//! Synchronization helpers for poisoned locks
//!
//! The engine's shared state (health state, in-flight keys, broker tables) is
//! plain data that stays consistent even if a holder panicked, and the
//! consumer loops must keep running, so poisoned guards are recovered instead
//! of propagated.

use std::sync::{Mutex, MutexGuard, PoisonError};

/// Lock `mutex`, recovering the guard if a previous holder panicked
///
/// `what` names the protected state in the warning that is logged on recovery.
pub fn lock_recovering<'a, T>(mutex: &'a Mutex<T>, what: &str) -> MutexGuard<'a, T> {
    mutex.lock().unwrap_or_else(|poison: PoisonError<MutexGuard<'a, T>>| {
        log::warn!(
            "Recovered poisoned lock guarding {} (a panic occurred while it was held)",
            what
        );
        poison.into_inner()
    })
}
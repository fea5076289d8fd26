//! Event publisher
//!
//! Appends typed events to a channel in the wire shape read loops expect.
//! Publishing is fire-and-forget: failures are logged and the caller gets
//! `None`, so producers never stall on a broker outage.

use crate::streams::broker::StreamBroker;
use crate::streams::entry::{
    EntryId, FieldMap, FIELD_EVENT_ID, FIELD_OCCURRED_AT, FIELD_PAYLOAD, FIELD_TYPE,
};
use crate::streams::error::{StreamError, StreamResult};
use crate::streams::health::HealthStateManager;
use chrono::{SecondsFormat, Utc};
use serde::Serialize;
use std::sync::Arc;

#[derive(Clone)]
pub struct EventPublisher {
    broker: Arc<dyn StreamBroker>,
    health: Arc<HealthStateManager>,
}

impl EventPublisher {
    pub fn new(broker: Arc<dyn StreamBroker>, health: Arc<HealthStateManager>) -> Self {
        Self { broker, health }
    }

    /// Publish `payload` as an `event_type` event on `channel`
    pub async fn publish<T: Serialize + ?Sized>(
        &self,
        channel: &str,
        event_type: &str,
        payload: &T,
    ) -> Option<EntryId> {
        match self.try_publish(channel, event_type, payload).await {
            Ok(id) => {
                log::trace!("Published '{}' to '{}' as {}", event_type, channel, id);
                Some(id)
            }
            Err(StreamError::Degraded) => {
                log::warn!(
                    "Broker degraded; dropped '{}' event for '{}'",
                    event_type,
                    channel
                );
                None
            }
            Err(e) => {
                log::error!(
                    "Failed to publish '{}' event to '{}': {}",
                    event_type,
                    channel,
                    e
                );
                None
            }
        }
    }

    async fn try_publish<T: Serialize + ?Sized>(
        &self,
        channel: &str,
        event_type: &str,
        payload: &T,
    ) -> StreamResult<EntryId> {
        let fields = event_fields(event_type, payload)?;
        self.health
            .run_safe(|| self.broker.append(channel, fields))
            .await
    }
}

/// Wire fields for a new event: type, fresh event id, timestamp and JSON payload
pub fn event_fields<T: Serialize + ?Sized>(event_type: &str, payload: &T) -> StreamResult<FieldMap> {
    let payload =
        serde_json::to_string(payload).map_err(|e| StreamError::Serialization(e.to_string()))?;
    Ok([
        (FIELD_TYPE, event_type.to_string()),
        (FIELD_EVENT_ID, uuid::Uuid::new_v4().to_string()),
        (
            FIELD_OCCURRED_AT,
            Utc::now().to_rfc3339_opts(SecondsFormat::Millis, true),
        ),
        (FIELD_PAYLOAD, payload),
    ]
    .into_iter()
    .map(|(name, value)| (name.to_string(), value))
    .collect())
}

__EXERCISE__:
Only the number is wanted: how many lines in the entries above include the word "crate"?

__ANSWER FOR THE TASK__:
4